I didn’t expect to fall, but I should have had. Especially balancing two bags. There’s a reason why building signs suggest you take an elevator if you’re pushing a stroller or lugging luggage. Apparently.

A few hours after my ignominious if anonymous fall, the heels of my hands hurt where I broke my fall. My left hip hurts. My elbow hurt for a while; it doesn’t hurt now. Thanks for your concern.

My escalator bête noire was at a hotel. In Atlantic City. I was there at my company’s national sales conference. I told the salespeople that a correction is coming. I was talking about the markets, especially equities. We’ve been in a bull market — even if it is the most hated — for eight years now. It’s time for a correction.

When it comes, will you be prepared? Will your clients be prepared? Have you educated them about market cycles? Did they pay attention to your lecture?

My guess is that they didn’t really listen. Clients may be great people, but consumers in general — even well-educated, relatively sophisticated consumers — are not as bright as we think they are. Or perhaps more important, as some anti-regulation members of the financial services industry argue they are.

One example. At the national sales meeting, one salesperson cornered me, asking, “Aren’t you the editor of Investment Advisor?” I admitted to being said editor. He then told me he’d come into a sum of money — $300,000 — and wanted my advice as to where to invest it. I hope he was just asking a lot of people who he thought were smart about money and then he’d ask a professional. I said I was not an investment advisor. Then I asked him what his goal was for this windfall.

His answer? “Wow! That’s a good question. I hadn’t thought of that.” Then he said, “I guess retirement.” I told him what I tell anybody who asks me for “investment advice.” “Don’t try to beat the market.

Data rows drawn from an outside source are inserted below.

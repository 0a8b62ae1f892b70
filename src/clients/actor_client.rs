use crate::framework::{ActorEntity, FrameworkError, ResourceClient};
use async_trait::async_trait;

/// Trait for resource-specific clients to inherit the standard operations.
///
/// Implementors supply the inner generic client and an error mapping; `get`, `list`
/// and `delete` come for free and return the resource's own error type.
#[async_trait]
pub trait ActorClient<T: ActorEntity>: Send + Sync {
    /// The resource-specific error type.
    type Error: Send + Sync;

    /// Access the inner generic ResourceClient.
    fn inner(&self) -> &ResourceClient<T>;

    /// Map framework errors to the specific resource error type.
    fn map_error(e: FrameworkError) -> Self::Error;

    /// Fetch an entity by ID.
    #[tracing::instrument(skip(self))]
    async fn get(&self, id: T::Id) -> Result<Option<T>, Self::Error> {
        tracing::debug!("Sending request");
        self.inner().get(id).await.map_err(Self::map_error)
    }

    /// Fetch every entity, in creation order.
    #[tracing::instrument(skip(self))]
    async fn list(&self) -> Result<Vec<T>, Self::Error> {
        tracing::debug!("Sending request");
        self.inner().list().await.map_err(Self::map_error)
    }

    /// Delete an entity by ID.
    #[tracing::instrument(skip(self))]
    async fn delete(&self, id: T::Id) -> Result<(), Self::Error> {
        tracing::debug!("Sending request");
        self.inner().delete(id).await.map_err(Self::map_error)
    }
}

Invest most of your money in low-cost index mutual funds or ETFs. Diversify the rest of your holdings. Don’t time the market.” Etc.

Those who denigrate robo-advisors say they won’t survive a market downturn. I don’t believe that’s true. Those who denigrate robo-advisors say they’ll never replace human advisors. I’m not so sure that’s true. I think they will replace many human advisors. For one thing, robos can learn. And as they attract more people, they will learn faster.

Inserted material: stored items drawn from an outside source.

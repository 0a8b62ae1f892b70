//! # Observability & Tracing
//!
//! [`setup_tracing`] installs the global subscriber once, at startup.
//!
//! ## What Gets Traced
//!
//! - **Actor Lifecycle**: `Actor started` / `Shutdown`, with `entity_type`
//! - **Entity Operations**: `Created`, `Deleted` and `Action ok` at `info`; every
//!   request at `debug`
//! - **Client Calls**: typed client methods run inside `#[instrument]` spans
//! - **HTTP**: one span per request from `tower_http`'s `TraceLayer`
//!
//! ## Usage Examples
//!
//! ```bash
//! # Default: info, plus request/response lines from tower_http
//! cargo run
//!
//! # Show full payloads
//! RUST_LOG=debug cargo run
//!
//! # Quiet HTTP, verbose actors
//! RUST_LOG=pizza_catalog::framework=debug,tower_http=warn cargo run
//! ```
//!
//! With the defaults, creating an association logs:
//!
//! ```text
//! DEBUG request{method=POST uri=/restaurant_pizzas version=HTTP/1.1}: started processing request
//! INFO request{..}:create_restaurant_pizza{..}: Action ok entity_type="Restaurant" id=restaurant_1
//! DEBUG request{..}: finished processing request latency=1 ms status=201
//! ```
use tracing_subscriber::EnvFilter;

/// Filter used when `RUST_LOG` is unset or invalid.
pub const DEFAULT_FILTER: &str = "info,tower_http=debug";

pub fn setup_tracing() {
    let filter =
        EnvFilter::try_from_default_env().unwrap_or_else(|_| EnvFilter::new(DEFAULT_FILTER));

    tracing_subscriber::fmt()
        .with_env_filter(filter)
        .with_target(false) // Don't show module paths - we use entity_type instead
        .compact()
        .init();
}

For me, advisors are best at educating and motivating clients to act in their best interests. I think if you’re not doing that, if you aren’t well-versed in the “psychographics” of your clients, as Anil Arora of Envestnet | Yodleee put it in an interview for this month’s cover story, then maybe you should be replaced. Providing education and motivation, and seeing the connection between disparate parts of clients’ financial lives and making them work together to meet their goals, is what good human advisors do. It will also allow them to charge the fees that are much higher than robos. (I also think you should move away from charging an AUM fee, since you don’t control the direction of the markets. As Jud Bergman of Envestnet mentioned in an interview for the cover story, the most successful RIAs are charging some kind of flat fee for their services.)

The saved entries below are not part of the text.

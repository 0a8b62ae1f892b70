//! # Generic Messages
//!
//! The generic message types used for communication between
//! the `ResourceClient` and `ResourceActor`.

use super::entity::ActorEntity;
use super::error::FrameworkError;
use tokio::sync::oneshot;

/// Type alias for the one-shot response channel used by actors.
pub type Response<T> = oneshot::Sender<Result<T, FrameworkError>>;

/// Internal message type sent to the actor to request operations.
///
/// Each actor manages exactly one kind of resource (the [`ActorEntity`]), and every
/// operation is one of a small set of lifecycle requests:
///
/// - **Create**: Uses [`ActorEntity::Create`] to initialize a new resource.
/// - **Get**: Fetches the current state of one resource by ID.
/// - **List**: Fetches every resource, in creation order.
/// - **Delete**: Removes the resource.
/// - **Action**: Executes a custom [`ActorEntity::Action`] against one resource.
///
/// A message is handled to completion before the next one is read, so each
/// request is applied as a single unit.
#[derive(Debug)]
pub enum ResourceRequest<T: ActorEntity> {
    Create {
        params: T::Create,
        respond_to: Response<T::Id>,
    },
    Get {
        id: T::Id,
        respond_to: Response<Option<T>>,
    },
    List {
        respond_to: Response<Vec<T>>,
    },
    Delete {
        id: T::Id,
        respond_to: Response<()>,
    },
    Action {
        id: T::Id,
        action: T::Action,
        respond_to: Response<T::ActionResult>,
    },
}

Some day you will fall, if you haven’t already. I hope you aren’t hurt too badly. I hope you’re not too embarrassed. You can take all sorts of precautions against falling, but you will fall. The question is not how you keep yourself from falling again. The question is how you prepare in advance for that fall — good planning — and for how you’ll recover after falling. Good luck. I’m making an icepack for that hip.